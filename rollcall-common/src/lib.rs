//! # Rollcall Common Library
//!
//! Shared code for the rollcall crates:
//! - Error taxonomy (run-level vs. recoverable faults)
//! - TOML bootstrap configuration and credential resolution
//! - Logging initialization

pub mod config;
pub mod error;
pub mod logging;

pub use error::{Error, Result};
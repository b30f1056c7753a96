//! Tracing subscriber setup shared by rollcall binaries

use crate::config::LoggingConfig;
use crate::{Error, Result};
use tracing_subscriber::{layer::SubscriberExt, util::SubscriberInitExt, EnvFilter};

/// Build the filter: `RUST_LOG` wins over the configured level
pub fn build_filter(config: &LoggingConfig) -> EnvFilter {
    EnvFilter::try_from_default_env().unwrap_or_else(|_| {
        EnvFilter::new(format!(
            "rollcall={level},rollcall_match={level},rollcall_common={level}",
            level = config.level
        ))
    })
}

/// Install the global subscriber (stderr fmt layer)
pub fn init(config: &LoggingConfig) -> Result<()> {
    tracing_subscriber::registry()
        .with(build_filter(config))
        .with(tracing_subscriber::fmt::layer().with_writer(std::io::stderr))
        .try_init()
        .map_err(|e| Error::Internal(format!("Failed to initialize logging: {}", e)))
}
//! Scalar value to code unit encoders (Unicode Tables 3-5 and 3-6).
//!
//! [`Utf8Encoder`] and [`Utf16Encoder`] hold the complete encoded form of a
//! single [`CodePoint`] in a fixed-size buffer and hand it out one unit at a
//! time:
//!
//! - [`remaining`](Utf8Encoder::remaining) reports how many units are left,
//!   and [`Iterator::next`] fetches the next one.
//! - [`write_all`](Utf8Encoder::write_all) emits every unit at once and is
//!   identical to stepping from the start.
//! - [`reset`](Utf8Encoder::reset) rewinds the step position.
//!
//! Only a validated [`CodePoint`] can be encoded. [`to_utf8`] and
//! [`to_utf16`] accept a raw `u32` and write nothing if it is not a scalar
//! value.
//!
//! # Panics
//!
//! None.

use core::iter::FusedIterator;

use crate::{
    CodePoint,
    byte_manip::reverse_bytes,
    low_level::{utf8, utf16},
};

/// The UTF-8 form of one scalar value.
///
/// ```rust
/// use utfcursor::{CodePoint, encode_utf8};
///
/// let euro = CodePoint::from('€');
/// assert_eq!(encode_utf8(euro).as_slice(), &[0xE2, 0x82, 0xAC]);
///
/// let mut enc = encode_utf8(euro);
/// assert_eq!(enc.remaining(), 3);
/// assert_eq!(enc.next(), Some(0xE2));
/// assert_eq!(enc.remaining(), 2);
/// ```
#[derive(Debug, Clone, PartialEq, Eq)]
pub struct Utf8Encoder {
    buf: [u8; 4],
    len: u8,
    pos: u8,
}

impl Utf8Encoder {
    /// Encodes `cp`.
    #[must_use]
    pub const fn new(cp: CodePoint) -> Self {
        let v = cp.get();
        let len = utf8::sequence_length_from_scalar_value(v);
        // Continuation bytes carry six payload bits each, filled from the
        // end; the leading byte gets the tag for `len` and what is left.
        let buf = match len {
            1 => [v as u8, 0, 0, 0],
            2 => [0xC0 | (v >> 6) as u8, 0x80 | (v & 0x3F) as u8, 0, 0],
            3 => [
                0xE0 | (v >> 12) as u8,
                0x80 | ((v >> 6) & 0x3F) as u8,
                0x80 | (v & 0x3F) as u8,
                0,
            ],
            _ => [
                0xF0 | (v >> 18) as u8,
                0x80 | ((v >> 12) & 0x3F) as u8,
                0x80 | ((v >> 6) & 0x3F) as u8,
                0x80 | (v & 0x3F) as u8,
            ],
        };
        Self {
            buf,
            len: len as u8,
            pos: 0,
        }
    }

    /// Units not yet returned by [`Iterator::next`].
    #[inline]
    #[must_use]
    pub const fn remaining(&self) -> usize {
        (self.len - self.pos) as usize
    }

    /// The whole encoded sequence, independent of the step position.
    #[inline]
    #[must_use]
    pub fn as_slice(&self) -> &[u8] {
        &self.buf[..self.len as usize]
    }

    /// Rewinds to the first unit.
    pub fn reset(&mut self) {
        self.pos = 0;
    }

    /// Appends the whole encoded sequence to `out`.
    pub fn write_all<O: Extend<u8>>(&self, out: &mut O) {
        out.extend(self.as_slice().iter().copied());
    }
}

impl Iterator for Utf8Encoder {
    type Item = u8;

    fn next(&mut self) -> Option<u8> {
        if self.pos == self.len {
            return None;
        }
        let b = self.buf[self.pos as usize];
        self.pos += 1;
        Some(b)
    }

    fn size_hint(&self) -> (usize, Option<usize>) {
        (self.remaining(), Some(self.remaining()))
    }
}

impl ExactSizeIterator for Utf8Encoder {}
impl FusedIterator for Utf8Encoder {}

/// The UTF-16 form of one scalar value.
///
/// ```rust
/// use utfcursor::{CodePoint, encode_utf16};
///
/// let cp = CodePoint::try_from(0x10302).unwrap();
/// assert_eq!(encode_utf16(cp).collect::<Vec<_>>(), [0xD800, 0xDF02]);
/// ```
#[derive(Debug, Clone, PartialEq, Eq)]
pub struct Utf16Encoder {
    buf: [u16; 2],
    len: u8,
    pos: u8,
}

impl Utf16Encoder {
    /// Encodes `cp`.
    #[must_use]
    pub const fn new(cp: CodePoint) -> Self {
        let v = cp.get();
        if utf16::sequence_length_from_scalar_value(v) == 1 {
            return Self {
                buf: [v as u16, 0],
                len: 1,
                pos: 0,
            };
        }
        let v = v - 0x1_0000;
        Self {
            buf: [0xD800 | (v >> 10) as u16, 0xDC00 | (v & 0x3FF) as u16],
            len: 2,
            pos: 0,
        }
    }

    /// Units not yet returned by [`Iterator::next`].
    #[inline]
    #[must_use]
    pub const fn remaining(&self) -> usize {
        (self.len - self.pos) as usize
    }

    /// The whole encoded sequence, independent of the step position.
    #[inline]
    #[must_use]
    pub fn as_slice(&self) -> &[u16] {
        &self.buf[..self.len as usize]
    }

    /// Rewinds to the first unit.
    pub fn reset(&mut self) {
        self.pos = 0;
    }

    /// Appends the whole encoded sequence to `out`.
    pub fn write_all<O: Extend<u16>>(&self, out: &mut O) {
        out.extend(self.as_slice().iter().copied());
    }
}

impl Iterator for Utf16Encoder {
    type Item = u16;

    fn next(&mut self) -> Option<u16> {
        if self.pos == self.len {
            return None;
        }
        let w = self.buf[self.pos as usize];
        self.pos += 1;
        Some(w)
    }

    fn size_hint(&self) -> (usize, Option<usize>) {
        (self.remaining(), Some(self.remaining()))
    }
}

impl ExactSizeIterator for Utf16Encoder {}
impl FusedIterator for Utf16Encoder {}

/// Encodes `cp` as UTF-8.
#[inline]
#[must_use]
pub const fn encode_utf8(cp: CodePoint) -> Utf8Encoder {
    Utf8Encoder::new(cp)
}

/// Encodes `cp` as UTF-16.
#[inline]
#[must_use]
pub const fn encode_utf16(cp: CodePoint) -> Utf16Encoder {
    Utf16Encoder::new(cp)
}

/// The UTF-32 code unit for `cp`, which is its numeric value.
#[inline]
#[must_use]
pub const fn encode_utf32(cp: CodePoint) -> u32 {
    cp.get()
}

/// The UTF-32 code unit for `cp` in the opposite byte order.
#[inline]
#[must_use]
pub fn encode_utf32_swapped(cp: CodePoint) -> u32 {
    reverse_bytes(cp.get())
}

/// Appends the UTF-8 form of `v` to `out` and returns `true`, or returns
/// `false` without writing if `v` is not a scalar value.
///
/// ```rust
/// let mut out = Vec::new();
/// assert!(utfcursor::to_utf8(0x41, &mut out));
/// assert!(!utfcursor::to_utf8(0xD800, &mut out));
/// assert_eq!(out, b"A");
/// ```
pub fn to_utf8<O: Extend<u8>>(v: u32, out: &mut O) -> bool {
    match CodePoint::from_u32(v) {
        Some(cp) => {
            encode_utf8(cp).write_all(out);
            true
        }
        None => false,
    }
}

/// Appends the UTF-16 form of `v` to `out` and returns `true`, or returns
/// `false` without writing if `v` is not a scalar value.
pub fn to_utf16<O: Extend<u16>>(v: u32, out: &mut O) -> bool {
    match CodePoint::from_u32(v) {
        Some(cp) => {
            encode_utf16(cp).write_all(out);
            true
        }
        None => false,
    }
}
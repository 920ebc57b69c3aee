//! How ill-formed runs are cut into error blocks.
//!
//! A policy partitions a buffer into blocks: each block is either one
//! well-formed sequence or one error. The block boundaries are the
//! *stopping positions* of a cursor. Both policies define the partition by
//! forward traversal from the start of the buffer; the backward step is
//! derived from it, so that walking backwards from the end visits the same
//! stopping positions in reverse order.

use super::Encoding;

/// A rule for cutting ill-formed input into error blocks.
pub trait SubstitutionPolicy {
    /// The stopping position following `pos`.
    ///
    /// `pos` must be a stopping position. Returns `units.len()` when `pos`
    /// is at or past the end.
    fn next_stop<E: Encoding>(units: &[E::Unit], pos: usize) -> usize;

    /// The stopping position preceding `pos`.
    ///
    /// `pos` must be a stopping position. Returns 0 when `pos` is 0.
    fn prev_stop<E: Encoding>(units: &[E::Unit], pos: usize) -> usize;
}

/// One error per ill-formed run, however long.
///
/// An error block extends from the failing position up to the next
/// position where a well-formed sequence begins, or to the end of the
/// buffer.
#[derive(Debug, Clone, Copy, PartialEq, Eq, Hash)]
pub enum MaximalRun {}

/// One error per maximal subpart.
///
/// For UTF-16 and UTF-32 this is one error per ill-formed unit. For UTF-8 it
/// is Table 3-11: a leading byte and the continuation bytes that were still
/// in range when the sequence broke off form one error, and the byte that
/// broke it starts the next block.
#[derive(Debug, Clone, Copy, PartialEq, Eq, Hash)]
pub enum PerUnit {}

impl SubstitutionPolicy for MaximalRun {
    fn next_stop<E: Encoding>(units: &[E::Unit], pos: usize) -> usize {
        let Some(rest) = units.get(pos..).filter(|rest| !rest.is_empty()) else {
            return units.len();
        };
        if let Some(n) = E::valid_sequence_len(rest) {
            return pos + n;
        }
        (pos + 1..units.len())
            .find(|&i| E::valid_sequence_len(&units[i..]).is_some())
            .unwrap_or(units.len())
    }

    fn prev_stop<E: Encoding>(units: &[E::Unit], pos: usize) -> usize {
        let pos = pos.min(units.len());
        // Every position that begins a well-formed sequence is a stopping
        // position. The nearest one behind `pos` either is the previous
        // block, or ends where an error run up to `pos` begins.
        for p in (0..pos).rev() {
            if let Some(n) = E::valid_sequence_len(&units[p..]) {
                return if p + n >= pos { p } else { p + n };
            }
        }
        0
    }
}

impl SubstitutionPolicy for PerUnit {
    fn next_stop<E: Encoding>(units: &[E::Unit], pos: usize) -> usize {
        let Some(rest) = units.get(pos..).filter(|rest| !rest.is_empty()) else {
            return units.len();
        };
        let n = E::valid_sequence_len(rest).unwrap_or_else(|| E::maximal_subpart_len(rest));
        pos + n.max(1)
    }

    fn prev_stop<E: Encoding>(units: &[E::Unit], pos: usize) -> usize {
        let pos = pos.min(units.len());
        if pos == 0 {
            return 0;
        }
        // A block is never longer than MAX_SEQUENCE_LEN, and only a unit
        // that can begin a sequence starts a block longer than one unit. If
        // none is in reach, the last unit is a block on its own.
        let floor = pos.saturating_sub(E::MAX_SEQUENCE_LEN);
        let Some(anchor) = (floor..pos)
            .rev()
            .find(|&i| i == 0 || E::can_begin_sequence(units[i]))
        else {
            return pos - 1;
        };
        let mut stop = anchor;
        loop {
            let next = Self::next_stop::<E>(units, stop);
            if next >= pos {
                return stop;
            }
            stop = next;
        }
    }
}
use core::fmt;

use crate::error::InvalidScalarValue;

/// Returns true iff `v` is a Unicode scalar value, i.e. it falls on
/// `[0, 0xD7FF]` or `[0xE000, 0x10FFFF]`.
#[inline]
#[must_use]
pub const fn is_valid_scalar_value(v: u32) -> bool {
    v <= 0xD7FF || (v >= 0xE000 && v <= 0x10FFFF)
}

/// A Unicode scalar value.
///
/// A `CodePoint` can only be obtained from a value that passed
/// [`is_valid_scalar_value`], from a [`char`], or by decoding a well-formed
/// code unit sequence, so holders never need to re-validate it. Surrogates
/// (`0xD800..=0xDFFF`) are never representable on their own.
///
/// ```rust
/// use utfcursor::CodePoint;
///
/// let cp = CodePoint::try_from(0x10302).unwrap();
/// assert_eq!(cp.get(), 0x10302);
/// assert!(CodePoint::try_from(0xD800).is_err());
/// assert_eq!(cp.to_string(), "U+10302");
/// ```
#[derive(Clone, Copy, PartialEq, Eq, PartialOrd, Ord, Hash)]
pub struct CodePoint(u32);

impl CodePoint {
    /// U+0000 NULL.
    pub const NULL: Self = CodePoint(0);

    /// U+FFFD REPLACEMENT CHARACTER, the conventional rendering of an error
    /// run.
    pub const REPLACEMENT_CHARACTER: Self = CodePoint(0xFFFD);

    /// U+10FFFF, the largest scalar value.
    pub const MAX: Self = CodePoint(0x10FFFF);

    /// Returns `Some` iff `v` is a scalar value.
    #[inline]
    #[must_use]
    pub const fn from_u32(v: u32) -> Option<Self> {
        if is_valid_scalar_value(v) {
            Some(CodePoint(v))
        } else {
            None
        }
    }

    /// The numeric value.
    #[inline]
    #[must_use]
    pub const fn get(self) -> u32 {
        self.0
    }

    /// The same scalar value as a [`char`].
    #[inline]
    #[must_use]
    pub const fn to_char(self) -> char {
        match char::from_u32(self.0) {
            Some(c) => c,
            // Unreachable: every CodePoint is a scalar value.
            None => char::REPLACEMENT_CHARACTER,
        }
    }

    /// Number of bytes in the UTF-8 encoding (1–4).
    #[inline]
    #[must_use]
    pub const fn utf8_len(self) -> usize {
        crate::low_level::utf8::sequence_length_from_scalar_value(self.0)
    }

    /// Number of words in the UTF-16 encoding (1 or 2).
    #[inline]
    #[must_use]
    pub const fn utf16_len(self) -> usize {
        crate::low_level::utf16::sequence_length_from_scalar_value(self.0)
    }
}

impl Default for CodePoint {
    fn default() -> Self {
        Self::NULL
    }
}

impl TryFrom<u32> for CodePoint {
    type Error = InvalidScalarValue;

    fn try_from(v: u32) -> Result<Self, Self::Error> {
        Self::from_u32(v).ok_or(InvalidScalarValue(v))
    }
}

impl From<char> for CodePoint {
    #[inline]
    fn from(c: char) -> Self {
        CodePoint(c as u32)
    }
}

impl From<CodePoint> for u32 {
    #[inline]
    fn from(cp: CodePoint) -> Self {
        cp.0
    }
}

impl From<CodePoint> for char {
    #[inline]
    fn from(cp: CodePoint) -> Self {
        cp.to_char()
    }
}

impl PartialEq<u32> for CodePoint {
    fn eq(&self, other: &u32) -> bool {
        self.0 == *other
    }
}

impl fmt::Debug for CodePoint {
    fn fmt(&self, f: &mut fmt::Formatter<'_>) -> fmt::Result {
        write!(f, "CodePoint({self})")
    }
}

impl fmt::Display for CodePoint {
    fn fmt(&self, f: &mut fmt::Formatter<'_>) -> fmt::Result {
        write!(f, "U+{:04X}", self.0)
    }
}

#[cfg(feature = "serde")]
impl serde::Serialize for CodePoint {
    fn serialize<S: serde::Serializer>(&self, serializer: S) -> Result<S::Ok, S::Error> {
        serializer.serialize_u32(self.0)
    }
}

#[cfg(feature = "serde")]
impl<'de> serde::Deserialize<'de> for CodePoint {
    fn deserialize<D: serde::Deserializer<'de>>(deserializer: D) -> Result<Self, D::Error> {
        let v = <u32 as serde::Deserialize>::deserialize(deserializer)?;
        CodePoint::try_from(v).map_err(serde::de::Error::custom)
    }
}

┄┄┄┄┄┄┄┄┄┄

**Task brief**.
Check every line of the entries above for the word "LoggingConfig" and report how many lines contain it, giving the number only.

**Problem solution**.
3